Shōwa (昭和村, Shōwa-mura) is a village located in Gunma Prefecture, Japan. As of 1 October 2020, the village had an estimated population of 7,228 in 2751 households, and a population density of 110 persons per km^{2}. The total area of the village is 64.14 sqkm.

==Geography==
Located in central Gunma, Shōwa is on the northwestern slopes of Mt. Akagi, it is surrounded on the north, east, and west by the city of Numata and borders Shibukawa to the south. The Katashina River and the Tone River flow through the village.

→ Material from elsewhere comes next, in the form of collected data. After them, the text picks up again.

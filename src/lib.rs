//! logroll: move a log file aside and recreate it with a rollover marker.

pub mod activity_log;
pub mod cli;
pub mod config;
pub mod error;
pub mod mover;
pub mod output;
pub mod recreate;
pub mod rotator;
pub mod theme;

pub use error::RotationError;
pub use rotator::{rotate, RotationReport, Rotator};
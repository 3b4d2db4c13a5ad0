//! Recreating the log file at its original path.
//!
//! The file is opened in append mode. Opening tolerates the parent directory
//! having been removed in the meantime and retries transient failures under a
//! bounded [`RecreatePolicy`].

use crate::config::RecreatePolicy;
use crate::error::{Result, RotationError};
use std::fs::{self, File, OpenOptions};
use std::io::{self, BufWriter, Write};
use std::path::Path;
use std::thread;

const WRITE_BUFFER_SIZE: usize = 4096;

#[derive(Debug, Clone, Copy, PartialEq, Eq)]
pub struct RecreateOutcome {
    /// Number of open calls made, successful one included.
    pub attempts: u32,
    pub bytes_written: u64,
}

/// Open `path` for appending and write `marker` into it.
pub fn recreate_with_marker(
    path: &Path,
    marker: &str,
    policy: &RecreatePolicy,
) -> Result<RecreateOutcome> {
    let (file, attempts) = open_with_retry(path, policy, open_append)?;
    let bytes_written = write_marker(file, path, marker)?;
    Ok(RecreateOutcome {
        attempts,
        bytes_written,
    })
}

fn open_append(path: &Path) -> io::Result<File> {
    OpenOptions::new().create(true).append(true).open(path)
}

/// Errors worth another attempt.
pub fn is_transient(err: &io::Error) -> bool {
    match err.kind() {
        io::ErrorKind::Interrupted | io::ErrorKind::WouldBlock | io::ErrorKind::TimedOut => true,
        // Sharing violations surface as PermissionDenied on Windows.
        io::ErrorKind::PermissionDenied => cfg!(windows),
        _ => false,
    }
}

/// Open `path` using `open`, returning the handle and the number of calls made.
///
/// A `NotFound` failure recreates the parent directory once. Transient
/// failures are retried until `policy.max_attempts` of them have occurred.
pub fn open_with_retry<F>(path: &Path, policy: &RecreatePolicy, mut open: F) -> Result<(File, u32)>
where
    F: FnMut(&Path) -> io::Result<File>,
{
    let mut attempts = 0u32;
    let mut transient_failures = 0u32;
    let mut parent_recreated = false;

    loop {
        attempts += 1;
        let err = match open(path) {
            Ok(file) => return Ok((file, attempts)),
            Err(e) => e,
        };

        if err.kind() == io::ErrorKind::NotFound && !parent_recreated {
            parent_recreated = true;
            if let Some(parent) = path.parent().filter(|p| !p.as_os_str().is_empty()) {
                fs::create_dir_all(parent).map_err(|e| RotationError::RecreateFailed {
                    path: path.to_path_buf(),
                    attempts,
                    source: e,
                })?;
            }
            continue;
        }

        if is_transient(&err) {
            transient_failures += 1;
            if transient_failures < policy.max_attempts {
                thread::sleep(policy.delay_after(transient_failures));
                continue;
            }
        }

        return Err(RotationError::RecreateFailed {
            path: path.to_path_buf(),
            attempts,
            source: err,
        });
    }
}

/// Write `marker` through a buffered writer, then flush and sync.
///
/// The handle is released when this returns, on success or failure.
pub fn write_marker(file: File, path: &Path, marker: &str) -> Result<u64> {
    let write_failed = |e: io::Error| RotationError::WriteFailed {
        path: path.to_path_buf(),
        source: e,
    };

    let mut writer = BufWriter::with_capacity(WRITE_BUFFER_SIZE, file);
    writer.write_all(marker.as_bytes()).map_err(write_failed)?;
    let file = writer
        .into_inner()
        .map_err(|e| write_failed(e.into_error()))?;
    file.sync_all().map_err(write_failed)?;

    Ok(marker.len() as u64)
}
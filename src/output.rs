//! Human and JSON rendering of rotation progress and results.

use crate::rotator::RotationReport;
use crate::theme::Theme;
use anyhow::Result;
use std::path::Path;

#[derive(Debug, Clone, Copy, PartialEq, Eq, Default)]
pub enum OutputMode {
    Quiet,
    #[default]
    Normal,
    Verbose,
}

impl OutputMode {
    pub fn from_flags(quiet: bool, verbose: bool) -> Self {
        if quiet {
            OutputMode::Quiet
        } else if verbose {
            OutputMode::Verbose
        } else {
            OutputMode::Normal
        }
    }
}

/// Step notices printed while a rotation runs.
#[derive(Debug, Clone, Copy)]
pub enum Notice<'a> {
    Renaming { source: &'a Path, target: &'a Path },
    Creating { source: &'a Path },
    Done,
}

impl Notice<'_> {
    pub fn message(&self) -> String {
        match self {
            Notice::Renaming { source, target } => {
                format!("rename {} to {}", source.display(), target.display())
            }
            Notice::Creating { source } => format!("create new file {}", source.display()),
            Notice::Done => "over".to_string(),
        }
    }
}

pub fn print_notice(notice: &Notice<'_>, mode: OutputMode) {
    if mode == OutputMode::Quiet {
        return;
    }
    match notice {
        Notice::Done => println!("{} {}", Theme::success("✓"), notice.message()),
        _ => println!("{} {}", Theme::primary("→"), notice.message()),
    }
}

/// Extra detail shown after a run in verbose mode
pub fn print_human(report: &RotationReport, mode: OutputMode) {
    if mode != OutputMode::Verbose {
        return;
    }
    println!(
        "  {} {} via {}",
        Theme::muted("moved"),
        Theme::secondary(&bytesize::to_string(report.bytes_moved, true)),
        report.move_method.label()
    );
    println!(
        "  {} {} bytes in {} open attempt(s)",
        Theme::muted("marker"),
        report.marker_bytes,
        report.open_attempts
    );
}

pub fn print_json(report: &RotationReport) -> Result<()> {
    println!("{}", serde_json::to_string_pretty(report)?);
    Ok(())
}

#[cfg(test)]
mod tests {
    use super::*;

    #[test]
    fn test_output_mode_from_flags() {
        assert_eq!(OutputMode::from_flags(true, true), OutputMode::Quiet);
        assert_eq!(OutputMode::from_flags(false, true), OutputMode::Verbose);
        assert_eq!(OutputMode::from_flags(false, false), OutputMode::Normal);
    }

    #[test]
    fn test_notice_messages() {
        let source = Path::new("/var/log/app.log");
        let target = Path::new("/var/log/app.log.1");
        assert_eq!(
            Notice::Renaming { source, target }.message(),
            "rename /var/log/app.log to /var/log/app.log.1"
        );
        assert_eq!(
            Notice::Creating { source }.message(),
            "create new file /var/log/app.log"
        );
        assert_eq!(Notice::Done.message(), "over");
    }
}
//! Moving the live log file to its rotated name.
//!
//! A plain rename is used whenever source and target share a volume. Moves
//! across volumes fall back to copying the bytes and deleting the source once
//! the copy has been synced and its length checked.

use crate::error::{Result, RotationError};
use serde::Serialize;
use std::fs::{self, File};
use std::io;
use std::path::Path;

/// How the source ended up at the target path.
#[derive(Debug, Clone, Copy, PartialEq, Eq, Serialize)]
#[serde(rename_all = "snake_case")]
pub enum MoveMethod {
    Renamed,
    CopiedAcrossVolumes,
}

impl MoveMethod {
    pub fn label(&self) -> &'static str {
        match self {
            MoveMethod::Renamed => "rename",
            MoveMethod::CopiedAcrossVolumes => "copy + delete",
        }
    }
}

/// Outcome of a successful move
#[derive(Debug, Clone, Copy, PartialEq, Eq)]
pub struct MoveOutcome {
    pub method: MoveMethod,
    pub bytes: u64,
}

/// True when a rename failed only because the paths are on different volumes.
pub fn is_cross_device(err: &io::Error) -> bool {
    err.kind() == io::ErrorKind::CrossesDevices
}

/// Move `source` to `target`, replacing any existing file at `target`.
pub fn move_file(source: &Path, target: &Path) -> Result<MoveOutcome> {
    move_file_with(source, target, |from, to| fs::rename(from, to))
}

/// Same as [`move_file`] with the rename primitive supplied by the caller.
pub fn move_file_with<F>(source: &Path, target: &Path, rename: F) -> Result<MoveOutcome>
where
    F: FnOnce(&Path, &Path) -> io::Result<()>,
{
    let metadata = fs::metadata(source).map_err(|e| RotationError::SourceNotFound {
        path: source.to_path_buf(),
        source: Some(e),
    })?;
    if !metadata.is_file() {
        return Err(RotationError::SourceNotFound {
            path: source.to_path_buf(),
            source: None,
        });
    }

    if same_file(source, target) {
        return Err(RotationError::SamePath {
            path: source.to_path_buf(),
        });
    }

    create_missing_parent(target).map_err(|e| rename_failed(source, target, e))?;

    if on_different_volumes(source, target) {
        let bytes = copy_then_delete(source, target)?;
        return Ok(MoveOutcome {
            method: MoveMethod::CopiedAcrossVolumes,
            bytes,
        });
    }

    match rename(source, target) {
        Ok(()) => Ok(MoveOutcome {
            method: MoveMethod::Renamed,
            bytes: metadata.len(),
        }),
        Err(e) if is_cross_device(&e) => {
            let bytes = copy_then_delete(source, target)?;
            Ok(MoveOutcome {
                method: MoveMethod::CopiedAcrossVolumes,
                bytes,
            })
        }
        Err(e) => Err(rename_failed(source, target, e)),
    }
}

/// Copy `source` into `target`, then delete `source`.
///
/// The source is only removed after the target has been synced and holds
/// exactly as many bytes as the source did. If anything fails the partial
/// target is removed and the source is left untouched.
pub fn copy_then_delete(source: &Path, target: &Path) -> Result<u64> {
    copy_then_delete_with(source, target, copy_and_sync)
}

/// Same as [`copy_then_delete`] with the copy step supplied by the caller.
///
/// `copy` must leave the data durable at `target` and return its length.
pub fn copy_then_delete_with<C>(source: &Path, target: &Path, copy: C) -> Result<u64>
where
    C: FnOnce(&Path, &Path) -> io::Result<u64>,
{
    let expected = fs::metadata(source)
        .map_err(|e| RotationError::SourceNotFound {
            path: source.to_path_buf(),
            source: Some(e),
        })?
        .len();

    let copied = match copy(source, target) {
        Ok(copied) => copied,
        Err(e) => {
            let _ = fs::remove_file(target);
            return Err(rename_failed(source, target, e));
        }
    };

    if copied != expected {
        let _ = fs::remove_file(target);
        return Err(rename_failed(
            source,
            target,
            io::Error::new(
                io::ErrorKind::UnexpectedEof,
                format!("copied {} of {} bytes", copied, expected),
            ),
        ));
    }

    if let Err(e) = fs::remove_file(source) {
        // Keep a single copy of the data.
        let _ = fs::remove_file(target);
        return Err(rename_failed(source, target, e));
    }

    Ok(copied)
}

fn copy_and_sync(source: &Path, target: &Path) -> io::Result<u64> {
    fs::copy(source, target)?;
    let file = File::options().write(true).open(target)?;
    file.sync_all()?;
    Ok(file.metadata()?.len())
}

fn create_missing_parent(path: &Path) -> io::Result<()> {
    match path.parent() {
        Some(parent) if !parent.as_os_str().is_empty() && !parent.exists() => {
            fs::create_dir_all(parent)
        }
        _ => Ok(()),
    }
}

/// Both paths resolve to one inode, hard links included.
#[cfg(unix)]
fn same_file(a: &Path, b: &Path) -> bool {
    use std::os::unix::fs::MetadataExt;

    match (fs::metadata(a), fs::metadata(b)) {
        (Ok(a), Ok(b)) => a.dev() == b.dev() && a.ino() == b.ino(),
        _ => false,
    }
}

#[cfg(not(unix))]
fn same_file(a: &Path, b: &Path) -> bool {
    match (fs::canonicalize(a), fs::canonicalize(b)) {
        (Ok(a), Ok(b)) => a == b,
        _ => false,
    }
}

#[cfg(unix)]
fn on_different_volumes(source: &Path, target: &Path) -> bool {
    use std::os::unix::fs::MetadataExt;

    let target_dir = match target.parent() {
        Some(parent) if !parent.as_os_str().is_empty() => parent,
        _ => Path::new("."),
    };
    match (fs::metadata(source), fs::metadata(target_dir)) {
        (Ok(src), Ok(dir)) => src.dev() != dir.dev(),
        _ => false,
    }
}

#[cfg(not(unix))]
fn on_different_volumes(_source: &Path, _target: &Path) -> bool {
    // Detected from the rename error instead.
    false
}

fn rename_failed(source: &Path, target: &Path, source_err: io::Error) -> RotationError {
    RotationError::RenameFailed {
        from: source.to_path_buf(),
        to: target.to_path_buf(),
        source: source_err,
    }
}
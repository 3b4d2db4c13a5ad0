//! Record of past rotations, one JSON object per line.
//!
//! Writing here is best effort: callers ignore the result so a broken log
//! location never fails a rotation.

use crate::error::RotationError;
use crate::mover::MoveMethod;
use crate::rotator::RotationReport;
use chrono::{DateTime, Local};
use directories::ProjectDirs;
use serde::Serialize;
use std::fs::{self, OpenOptions};
use std::io::{self, Write};
use std::path::{Path, PathBuf};

const LOG_FILE: &str = "rotation.jsonl";

#[derive(Debug, Clone, Copy, PartialEq, Eq, Serialize)]
#[serde(rename_all = "snake_case")]
pub enum Outcome {
    Rotated,
    Failed,
}

#[derive(Debug, Serialize)]
pub struct ActivityEntry<'a> {
    pub at: DateTime<Local>,
    pub source: &'a Path,
    pub target: &'a Path,
    pub outcome: Outcome,
    #[serde(skip_serializing_if = "Option::is_none")]
    pub method: Option<MoveMethod>,
    #[serde(skip_serializing_if = "Option::is_none")]
    pub bytes_moved: Option<u64>,
    #[serde(skip_serializing_if = "Option::is_none")]
    pub open_attempts: Option<u32>,
    #[serde(skip_serializing_if = "Option::is_none")]
    pub exit_code: Option<u8>,
    #[serde(skip_serializing_if = "Option::is_none")]
    pub error: Option<String>,
}

impl<'a> ActivityEntry<'a> {
    pub fn rotated(report: &'a RotationReport) -> Self {
        Self {
            at: report.rotated_at,
            source: &report.source,
            target: &report.target,
            outcome: Outcome::Rotated,
            method: Some(report.move_method),
            bytes_moved: Some(report.bytes_moved),
            open_attempts: Some(report.open_attempts),
            exit_code: None,
            error: None,
        }
    }

    pub fn failed(source: &'a Path, target: &'a Path, err: &RotationError) -> Self {
        Self {
            at: Local::now(),
            source,
            target,
            outcome: Outcome::Failed,
            method: None,
            bytes_moved: None,
            open_attempts: None,
            exit_code: Some(err.exit_code()),
            error: Some(err.to_string()),
        }
    }
}

#[derive(Debug, Clone)]
pub struct ActivityLog {
    path: PathBuf,
}

impl ActivityLog {
    pub fn at(path: impl Into<PathBuf>) -> Self {
        Self { path: path.into() }
    }

    /// `<local data dir>/logroll/logs/rotation.jsonl`, if a home directory is known.
    pub fn default_location() -> Option<Self> {
        let dirs = ProjectDirs::from("", "", "logroll")?;
        Some(Self::at(dirs.data_local_dir().join("logs").join(LOG_FILE)))
    }

    pub fn path(&self) -> &Path {
        &self.path
    }

    pub fn record(&self, entry: &ActivityEntry<'_>) -> io::Result<()> {
        if let Some(parent) = self.path.parent().filter(|p| !p.as_os_str().is_empty()) {
            fs::create_dir_all(parent)?;
        }
        let line = serde_json::to_string(entry)?;
        let mut file = OpenOptions::new()
            .create(true)
            .append(true)
            .open(&self.path)?;
        writeln!(file, "{}", line)
    }
}

#[cfg(test)]
mod tests {
    use super::*;
    use tempfile::TempDir;

    fn read_lines(path: &Path) -> Vec<serde_json::Value> {
        fs::read_to_string(path)
            .unwrap()
            .lines()
            .map(|line| serde_json::from_str(line).unwrap())
            .collect()
    }

    #[test]
    fn test_records_success_fields() {
        let dir = TempDir::new().unwrap();
        let log = ActivityLog::at(dir.path().join("nested").join("rotation.jsonl"));
        let report = RotationReport {
            source: "/var/log/app.log".into(),
            target: "/var/log/app.log.1".into(),
            move_method: MoveMethod::Renamed,
            bytes_moved: 6,
            marker_bytes: 20,
            open_attempts: 1,
            rotated_at: Local::now(),
        };

        log.record(&ActivityEntry::rotated(&report)).unwrap();

        let lines = read_lines(log.path());
        assert_eq!(lines.len(), 1);
        assert_eq!(lines[0]["outcome"], "rotated");
        assert_eq!(lines[0]["source"], "/var/log/app.log");
        assert_eq!(lines[0]["target"], "/var/log/app.log.1");
        assert_eq!(lines[0]["method"], "renamed");
        assert_eq!(lines[0]["bytes_moved"], 6);
        assert!(lines[0].get("error").is_none());
    }

    #[test]
    fn test_appends_failures() {
        let dir = TempDir::new().unwrap();
        let log = ActivityLog::at(dir.path().join("rotation.jsonl"));
        let source = Path::new("/var/log/missing.log");
        let target = Path::new("/var/log/missing.log.1");
        let err = RotationError::SourceNotFound {
            path: source.to_path_buf(),
            source: None,
        };

        log.record(&ActivityEntry::failed(source, target, &err)).unwrap();
        log.record(&ActivityEntry::failed(source, target, &err)).unwrap();

        let lines = read_lines(log.path());
        assert_eq!(lines.len(), 2);
        assert_eq!(lines[1]["outcome"], "failed");
        assert_eq!(lines[1]["exit_code"], 3);
        assert!(lines[1]["error"]
            .as_str()
            .unwrap()
            .contains("/var/log/missing.log"));
        assert!(lines[1].get("method").is_none());
    }

    #[test]
    fn test_default_location_ends_with_log_file() {
        if let Some(log) = ActivityLog::default_location() {
            assert!(log.path().ends_with(Path::new("logs").join(LOG_FILE)));
        }
    }
}
//! Rotate command feature.
//!
//! Builds the runtime config from flags, runs the rotation, records it in the
//! activity log and reports it.

use crate::activity_log::{ActivityEntry, ActivityLog};
use crate::cli::Cli;
use crate::config::RotateConfig;
use crate::output::{self, OutputMode};
use crate::rotator::Rotator;
use anyhow::Context;

pub(crate) fn handle_rotate(cli: Cli) -> anyhow::Result<()> {
    let Cli {
        source,
        target,
        marker,
        retries,
        retry_delay_ms,
        log_file,
        json,
        quiet,
        verbose,
    } = cli;

    // JSON goes to stdout on its own
    let output_mode = if json {
        OutputMode::Quiet
    } else {
        OutputMode::from_flags(quiet, verbose)
    };

    let mut config = RotateConfig::default();
    config.apply_cli_overrides(marker, retries, retry_delay_ms);
    config.validate()?;

    let activity_log = log_file
        .map(ActivityLog::at)
        .or_else(ActivityLog::default_location);

    let rotator = Rotator::new(config, output_mode);
    let report = match rotator.rotate(&source, &target) {
        Ok(report) => report,
        Err(e) => {
            if let Some(log) = &activity_log {
                let _ = log.record(&ActivityEntry::failed(&source, &target, &e));
            }
            return Err(e).with_context(|| format!("Rotation of {} failed", source.display()));
        }
    };

    if let Some(log) = &activity_log {
        let _ = log.record(&ActivityEntry::rotated(&report));
    }

    if json {
        output::print_json(&report)?;
    } else {
        output::print_human(&report, output_mode);
    }

    Ok(())
}
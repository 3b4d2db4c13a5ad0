pub mod rotate_command;
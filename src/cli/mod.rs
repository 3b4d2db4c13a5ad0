//! Command-line interface.

pub mod commands;

use clap::Parser;
use std::path::PathBuf;

#[derive(Parser, Debug)]
#[command(
    name = "logroll",
    version,
    about = "Move a log file aside and recreate it with a rollover marker"
)]
pub struct Cli {
    /// Log file to rotate
    pub source: PathBuf,

    /// Destination for the rotated file (replaced if it exists)
    pub target: PathBuf,

    /// Text written into the recreated file
    #[arg(long, value_name = "TEXT")]
    pub marker: Option<String>,

    /// Attempts to reopen the source path before giving up
    #[arg(long, value_name = "N")]
    pub retries: Option<u32>,

    /// Initial delay between reopen attempts, doubled after each failure
    #[arg(long, value_name = "MS")]
    pub retry_delay_ms: Option<u64>,

    /// Activity log to append to (defaults to the local data directory)
    #[arg(long, value_name = "PATH")]
    pub log_file: Option<PathBuf>,

    /// Print the rotation report as JSON
    #[arg(long)]
    pub json: bool,

    /// Suppress progress output
    #[arg(short, long, conflicts_with = "verbose")]
    pub quiet: bool,

    /// Show move method and byte counts
    #[arg(short, long)]
    pub verbose: bool,
}

impl Cli {
    pub fn run(self) -> anyhow::Result<()> {
        commands::rotate_command::handle_rotate(self)
    }
}
//! Point lookup: coordinate key → the live slot standing on it.

use rustc_hash::FxHashMap;

use crate::core::coord::Coord;
use crate::core::key::CoordKey;
use crate::error::{StoreError, StoreResult};

#[derive(Debug, Clone, Default, PartialEq, Eq)]
pub struct CoordIndex {
    map: FxHashMap<CoordKey, usize>,
}

impl CoordIndex {
    pub fn with_capacity(n: usize) -> StoreResult<Self> {
        let mut map = FxHashMap::default();
        map.try_reserve(n)
            .map_err(|_| StoreError::AllocationFailed {
                structure: "coord_index",
            })?;
        Ok(Self { map })
    }

    /// Fails with `PositionConflict` if the square is taken; nothing is written then.
    pub fn register(&mut self, slot: usize, coords: Coord) -> StoreResult<()> {
        let key = CoordKey::from_coord(coords);
        if let Some(&occupant) = self.map.get(&key) {
            return Err(StoreError::PositionConflict { coords, occupant });
        }
        self.map.insert(key, slot);
        Ok(())
    }

    /// Removes the entry at `coords` and returns the slot that was there. An empty
    /// square is `UnknownCoords`, since no slot can be named.
    pub fn unregister(&mut self, coords: Coord) -> StoreResult<usize> {
        self.map
            .remove(&CoordKey::from_coord(coords))
            .ok_or(StoreError::UnknownCoords { coords })
    }

    /// Like [`Self::unregister`], but only if the entry belongs to `slot`. Anything
    /// else, an empty square included, is `InvalidSlot`.
    pub fn unregister_slot(&mut self, slot: usize, coords: Coord) -> StoreResult<()> {
        let key = CoordKey::from_coord(coords);
        match self.map.get(&key) {
            Some(&s) if s == slot => {
                self.map.remove(&key);
                Ok(())
            }
            _ => Err(StoreError::InvalidSlot { slot }),
        }
    }

    #[inline]
    pub fn lookup(&self, coords: Coord) -> Option<usize> {
        self.map.get(&CoordKey::from_coord(coords)).copied()
    }

    #[inline]
    pub fn len(&self) -> usize {
        self.map.len()
    }

    #[inline]
    pub fn is_empty(&self) -> bool {
        self.map.is_empty()
    }

    pub fn iter(&self) -> impl Iterator<Item = (CoordKey, usize)> + '_ {
        self.map.iter().map(|(k, s)| (*k, *s))
    }

    /// Rewrites every stored slot through `f`.
    pub(crate) fn remap(&mut self, f: impl Fn(usize) -> usize) {
        for slot in self.map.values_mut() {
            *slot = f(*slot);
        }
    }
}
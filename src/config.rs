use serde::{Deserialize, Serialize};

use crate::core::coord::Coord;
use crate::core::piece::PieceType;
use crate::error::{StoreError, StoreResult};
use crate::slack::{SlackPolicy, SlackRules};

/// Slack policy for one piece type.
#[derive(Debug, Clone, Copy, PartialEq, Eq, Serialize, Deserialize)]
pub struct TypeConfig {
    #[serde(rename = "type")]
    pub piece_type: PieceType,
    #[serde(default)]
    pub policy: SlackPolicy,
}

/// How a store is laid out: which types get which slack, and which slide
/// directions are indexed.
///
/// Every type listed here gets a range even with no live pieces. Types that only
/// appear in the starting position default to [`SlackPolicy::Fixed`].
#[derive(Debug, Clone, Default, PartialEq, Eq, Serialize, Deserialize)]
#[serde(default)]
pub struct StoreConfig {
    /// Upgrades every type to [`SlackPolicy::Editor`].
    pub editor: bool,
    pub slack: SlackRules,
    pub types: Vec<TypeConfig>,
    /// Slide vectors of every type in play. Opposite vectors collapse to one direction.
    pub slides: Vec<Coord>,
}

impl StoreConfig {
    pub fn new() -> Self {
        Self::default()
    }

    pub fn with_editor(mut self, enabled: bool) -> Self {
        self.editor = enabled;
        self
    }

    pub fn with_slack_rules(mut self, rules: SlackRules) -> Self {
        self.slack = rules;
        self
    }

    /// Sets the policy of `ty`, replacing an earlier entry for the same type.
    pub fn with_type(mut self, ty: PieceType, policy: SlackPolicy) -> Self {
        match self.types.iter_mut().find(|t| t.piece_type == ty) {
            Some(t) => t.policy = policy,
            None => self.types.push(TypeConfig {
                piece_type: ty,
                policy,
            }),
        }
        self
    }

    pub fn with_slides(mut self, slides: &[Coord]) -> Self {
        self.slides.extend_from_slice(slides);
        self
    }

    pub fn policy(&self, ty: PieceType) -> SlackPolicy {
        if self.editor {
            return SlackPolicy::Editor;
        }
        self.types
            .iter()
            .find(|t| t.piece_type == ty)
            .map_or(SlackPolicy::Fixed, |t| t.policy)
    }

    /// Target vacancy count for `ty` at `live_count` live pieces.
    pub fn slack_for(&self, ty: PieceType, live_count: usize) -> usize {
        self.slack.slack(self.policy(ty), live_count)
    }

    pub fn declared_types(&self) -> impl Iterator<Item = PieceType> + '_ {
        self.types.iter().map(|t| t.piece_type)
    }

    pub fn from_json(s: &str) -> StoreResult<Self> {
        serde_json::from_str(s).map_err(|e| StoreError::Config {
            reason: e.to_string(),
        })
    }

    pub fn to_json_pretty(&self) -> StoreResult<String> {
        serde_json::to_string_pretty(self).map_err(|e| StoreError::Config {
            reason: e.to_string(),
        })
    }
}

#[cfg(test)]
mod tests {
    use super::*;
    use crate::slack::{EDITOR_SLACK_MIN, PROMOTION_SLACK};

    #[test]
    fn undeclared_types_are_fixed() {
        let cfg = StoreConfig::new().with_type(PieceType(3), SlackPolicy::Promotion);
        assert_eq!(cfg.policy(PieceType(3)), SlackPolicy::Promotion);
        assert_eq!(cfg.policy(PieceType(4)), SlackPolicy::Fixed);
        assert_eq!(cfg.slack_for(PieceType(3), 2), PROMOTION_SLACK);
    }

    #[test]
    fn editor_flag_overrides_every_policy() {
        let cfg = StoreConfig::new()
            .with_type(PieceType(3), SlackPolicy::Fixed)
            .with_editor(true);
        assert_eq!(cfg.slack_for(PieceType(3), 0), EDITOR_SLACK_MIN);
        assert_eq!(cfg.slack_for(PieceType(99), 0), EDITOR_SLACK_MIN);
    }

    #[test]
    fn with_type_replaces_existing_entry() {
        let cfg = StoreConfig::new()
            .with_type(PieceType(3), SlackPolicy::Fixed)
            .with_type(PieceType(3), SlackPolicy::Editor);
        assert_eq!(cfg.types.len(), 1);
        assert_eq!(cfg.policy(PieceType(3)), SlackPolicy::Editor);
    }

    #[test]
    fn loads_from_json_with_defaults() {
        let cfg = StoreConfig::from_json(
            r#"{
                "types": [{"type": 30, "policy": "promotion"}, {"type": 24}],
                "slides": [{"x": 1, "y": 0}, {"x": 1, "y": 1}],
                "slack": {"promotion_slack": 4}
            }"#,
        )
        .unwrap();
        assert!(!cfg.editor);
        assert_eq!(cfg.slack.promotion_slack, 4);
        assert_eq!(cfg.slack.editor_min, EDITOR_SLACK_MIN);
        assert_eq!(cfg.policy(PieceType(30)), SlackPolicy::Promotion);
        assert_eq!(cfg.policy(PieceType(24)), SlackPolicy::Fixed);
        assert_eq!(cfg.slides, vec![Coord::new(1, 0), Coord::new(1, 1)]);

        let again = StoreConfig::from_json(&cfg.to_json_pretty().unwrap()).unwrap();
        assert_eq!(again, cfg);
    }

    #[test]
    fn bad_json_is_a_config_error() {
        assert!(matches!(
            StoreConfig::from_json(r#"{"editor": "yes"}"#),
            Err(StoreError::Config { .. })
        ));
    }
}
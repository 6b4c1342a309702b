//! A piece store for an unbounded chessboard: pieces live in per-type slot ranges,
//! with a point index by coordinates and a line index per slide direction, both
//! kept in sync by every insert, delete and move.

pub mod core;
pub mod error;
pub mod slack;
pub mod ranges;
pub mod store;
pub mod coord_index;
pub mod lines;
pub mod position;
pub mod config;
pub mod organized;
pub mod growth;
pub mod changes;
pub mod state;
pub mod board;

===Surrounding municipalities===
Gunma Prefecture
- Numata
- Shibukawa

===Climate===
Shōwa has a Humid continental climate (Köppen Cfa) characterized by warm summers and cold winters with heavy snowfall. The average annual temperature in Shōwa is 10.4 °C. The average annual rainfall is 1589 mm with September as the wettest month. The temperatures are highest on average in August, at around 23.0 °C, and lowest in January, at around -1.6 °C.

==Demographics==
Per Japanese census data, the population of Shōwa has been in decline over the past 60 years.

==History==
The area of present-day Shōwa was part of the tenryō holdings in Kōzuke Province administered directly by the Tokugawa shogunate during the Edo period. On April 1, 1889, with the creation of the modern municipalities system after the Meiji Restoration, Kuroho and Itonose villages were established within Kitaseta District, Gunma. In 1896, Kitaseta District and a portion of Agatsuma District were transferred to Tone District, The two villages merged on November 1, 1958, to form Shōwa.

==Government==
Shōwa has a mayor-council form of government with a directly elected mayor and a unicameral village council of 12 members. Shōwa, together with the other municipalities in Tone District, contributes one member to the Gunma Prefectural Assembly. In terms of national politics, the town is part of Gunma 1st district of the lower house of the Diet of Japan.

==Economy==
Traditionally, the economy of Shōwa was heavily dependent on agriculture; primarily market gardening.

==Education==
Shōwa has three public elementary schools and one public middle school operated by the village government. The village does not have a high school.

==Transportation==
===Railway===
Shōwa does not have any passenger railway service. The nearest station is in the neighboring city of Numata.